___ Data section ___

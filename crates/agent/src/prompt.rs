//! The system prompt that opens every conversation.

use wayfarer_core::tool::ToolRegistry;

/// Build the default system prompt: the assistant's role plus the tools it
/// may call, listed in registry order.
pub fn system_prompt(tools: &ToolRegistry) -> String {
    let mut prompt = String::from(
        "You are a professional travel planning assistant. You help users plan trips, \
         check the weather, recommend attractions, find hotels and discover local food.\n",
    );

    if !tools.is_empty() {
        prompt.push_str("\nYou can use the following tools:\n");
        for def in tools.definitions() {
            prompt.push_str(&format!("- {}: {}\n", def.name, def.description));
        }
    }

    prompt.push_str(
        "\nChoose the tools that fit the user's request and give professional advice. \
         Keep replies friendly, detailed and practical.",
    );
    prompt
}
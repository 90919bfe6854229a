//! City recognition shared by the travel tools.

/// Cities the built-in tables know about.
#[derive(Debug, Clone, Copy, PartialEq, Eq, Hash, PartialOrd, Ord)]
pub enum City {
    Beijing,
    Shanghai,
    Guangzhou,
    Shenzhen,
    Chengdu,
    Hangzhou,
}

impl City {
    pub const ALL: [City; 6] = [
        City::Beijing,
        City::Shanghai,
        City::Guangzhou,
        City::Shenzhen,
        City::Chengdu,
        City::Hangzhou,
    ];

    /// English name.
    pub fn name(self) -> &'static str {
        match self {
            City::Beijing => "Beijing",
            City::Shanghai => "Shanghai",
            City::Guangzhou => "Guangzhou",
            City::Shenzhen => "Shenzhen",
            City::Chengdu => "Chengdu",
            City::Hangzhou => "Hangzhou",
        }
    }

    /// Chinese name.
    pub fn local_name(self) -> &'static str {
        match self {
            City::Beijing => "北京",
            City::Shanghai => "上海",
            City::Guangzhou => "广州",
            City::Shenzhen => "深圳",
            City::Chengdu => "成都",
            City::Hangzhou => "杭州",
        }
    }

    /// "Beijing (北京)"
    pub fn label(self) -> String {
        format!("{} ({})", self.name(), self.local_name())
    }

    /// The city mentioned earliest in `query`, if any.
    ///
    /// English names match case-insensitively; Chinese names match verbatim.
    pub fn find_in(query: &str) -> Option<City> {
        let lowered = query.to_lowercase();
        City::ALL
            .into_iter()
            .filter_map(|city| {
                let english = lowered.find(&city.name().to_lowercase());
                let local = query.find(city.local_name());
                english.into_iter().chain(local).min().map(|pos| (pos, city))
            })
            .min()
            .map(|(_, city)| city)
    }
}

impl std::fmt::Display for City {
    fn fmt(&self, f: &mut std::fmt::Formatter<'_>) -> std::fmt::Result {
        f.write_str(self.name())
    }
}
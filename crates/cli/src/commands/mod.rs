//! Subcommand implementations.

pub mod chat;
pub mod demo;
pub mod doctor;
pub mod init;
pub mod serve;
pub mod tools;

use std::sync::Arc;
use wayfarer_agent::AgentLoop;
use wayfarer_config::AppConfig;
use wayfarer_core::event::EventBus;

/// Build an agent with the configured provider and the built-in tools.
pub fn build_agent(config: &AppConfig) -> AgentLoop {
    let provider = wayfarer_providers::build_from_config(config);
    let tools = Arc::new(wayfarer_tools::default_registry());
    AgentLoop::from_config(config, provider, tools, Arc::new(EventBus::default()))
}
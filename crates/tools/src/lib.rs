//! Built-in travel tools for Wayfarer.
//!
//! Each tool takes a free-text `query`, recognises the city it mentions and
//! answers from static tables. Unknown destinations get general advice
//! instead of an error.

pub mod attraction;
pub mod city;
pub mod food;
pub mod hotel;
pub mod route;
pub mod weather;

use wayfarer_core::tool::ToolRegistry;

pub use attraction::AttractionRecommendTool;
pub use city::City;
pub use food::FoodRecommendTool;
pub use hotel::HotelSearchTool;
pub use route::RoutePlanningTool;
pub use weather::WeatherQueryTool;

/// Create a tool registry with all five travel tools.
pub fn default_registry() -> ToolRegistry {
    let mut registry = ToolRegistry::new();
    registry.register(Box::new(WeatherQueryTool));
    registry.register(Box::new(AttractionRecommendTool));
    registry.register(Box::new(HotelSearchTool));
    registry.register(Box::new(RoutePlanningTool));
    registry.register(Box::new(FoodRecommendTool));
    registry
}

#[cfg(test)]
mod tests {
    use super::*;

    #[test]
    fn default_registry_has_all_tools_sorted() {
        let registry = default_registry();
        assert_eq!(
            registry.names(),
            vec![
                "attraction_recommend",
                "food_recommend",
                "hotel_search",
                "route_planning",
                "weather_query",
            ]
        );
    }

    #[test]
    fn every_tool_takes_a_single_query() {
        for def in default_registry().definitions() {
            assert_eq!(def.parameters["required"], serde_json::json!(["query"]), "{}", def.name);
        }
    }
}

___

* Your task: Each record must be returned exactly as it is written.

* Completed exercise:
filename crates/agent/src/prompt.rs
//! The system prompt that opens every conversation.

use wayfarer_core::tool::ToolRegistry;

/// Build the default system prompt: the assistant's role plus the tools it
/// may call, listed in registry order.
pub fn system_prompt(tools: &ToolRegistry) -> String {
    let mut prompt = String::from(
        "You are a professional travel planning assistant. You help users plan trips, \
         check the weather, recommend attractions, find hotels and discover local food.\n",
    );

    if !tools.is_empty() {
        prompt.push_str("\nYou can use the following tools:\n");
        for def in tools.definitions() {
            prompt.push_str(&format!("- {}: {}\n", def.name, def.description));
        }
    }

    prompt.push_str(
        "\nChoose the tools that fit the user's request and give professional advice. \
         Keep replies friendly, detailed and practical.",
    );
    prompt
}
repository 90919bfe6854229a
//! City recognition shared by the travel tools.

/// Cities the built-in tables know about.
#[derive(Debug, Clone, Copy, PartialEq, Eq, Hash, PartialOrd, Ord)]
pub enum City {
    Beijing,
    Shanghai,
    Guangzhou,
    Shenzhen,
    Chengdu,
    Hangzhou,
}

impl City {
    pub const ALL: [City; 6] = [
        City::Beijing,
        City::Shanghai,
        City::Guangzhou,
        City::Shenzhen,
        City::Chengdu,
        City::Hangzhou,
    ];

    /// English name.
    pub fn name(self) -> &'static str {
        match self {
            City::Beijing => "Beijing",
            City::Shanghai => "Shanghai",
            City::Guangzhou => "Guangzhou",
            City::Shenzhen => "Shenzhen",
            City::Chengdu => "Chengdu",
            City::Hangzhou => "Hangzhou",
        }
    }

    /// Chinese name.
    pub fn local_name(self) -> &'static str {
        match self {
            City::Beijing => "北京",
            City::Shanghai => "上海",
            City::Guangzhou => "广州",
            City::Shenzhen => "深圳",
            City::Chengdu => "成都",
            City::Hangzhou => "杭州",
        }
    }

    /// "Beijing (北京)"
    pub fn label(self) -> String {
        format!("{} ({})", self.name(), self.local_name())
    }

    /// The city mentioned earliest in `query`, if any.
    ///
    /// English names match case-insensitively; Chinese names match verbatim.
    pub fn find_in(query: &str) -> Option<City> {
        let lowered = query.to_lowercase();
        City::ALL
            .into_iter()
            .filter_map(|city| {
                let english = lowered.find(&city.name().to_lowercase());
                let local = query.find(city.local_name());
                english.into_iter().chain(local).min().map(|pos| (pos, city))
            })
            .min()
            .map(|(_, city)| city)
    }
}

impl std::fmt::Display for City {
    fn fmt(&self, f: &mut std::fmt::Formatter<'_>) -> std::fmt::Result {
        f.write_str(self.name())
    }
}
filename crates/cli/src/commands/mod.rs
//! Subcommand implementations.

pub mod chat;
pub mod demo;
pub mod doctor;
pub mod init;
pub mod serve;
pub mod tools;

use std::sync::Arc;
use wayfarer_agent::AgentLoop;
use wayfarer_config::AppConfig;
use wayfarer_core::event::EventBus;

/// Build an agent with the configured provider and the built-in tools.
pub fn build_agent(config: &AppConfig) -> AgentLoop {
    let provider = wayfarer_providers::build_from_config(config);
    let tools = Arc::new(wayfarer_tools::default_registry());
    AgentLoop::from_config(config, provider, tools, Arc::new(EventBus::default()))
}
filename crates/tools/src/lib.rs
//! Built-in travel tools for Wayfarer.
//!
//! Each tool takes a free-text `query`, recognises the city it mentions and
//! answers from static tables. Unknown destinations get general advice
//! instead of an error.

pub mod attraction;
pub mod city;
pub mod food;
pub mod hotel;
pub mod route;
pub mod weather;

use wayfarer_core::tool::ToolRegistry;

pub use attraction::AttractionRecommendTool;
pub use city::City;
pub use food::FoodRecommendTool;
pub use hotel::HotelSearchTool;
pub use route::RoutePlanningTool;
pub use weather::WeatherQueryTool;

/// Create a tool registry with all five travel tools.
pub fn default_registry() -> ToolRegistry {
    let mut registry = ToolRegistry::new();
    registry.register(Box::new(WeatherQueryTool));
    registry.register(Box::new(AttractionRecommendTool));
    registry.register(Box::new(HotelSearchTool));
    registry.register(Box::new(RoutePlanningTool));
    registry.register(Box::new(FoodRecommendTool));
    registry
}

#[cfg(test)]
mod tests {
    use super::*;

    #[test]
    fn default_registry_has_all_tools_sorted() {
        let registry = default_registry();
        assert_eq!(
            registry.names(),
            vec![
                "attraction_recommend",
                "food_recommend",
                "hotel_search",
                "route_planning",
                "weather_query",
            ]
        );
    }

    #[test]
    fn every_tool_takes_a_single_query() {
        for def in default_registry().definitions() {
            assert_eq!(def.parameters["required"], serde_json::json!(["query"]), "{}", def.name);
        }
    }
}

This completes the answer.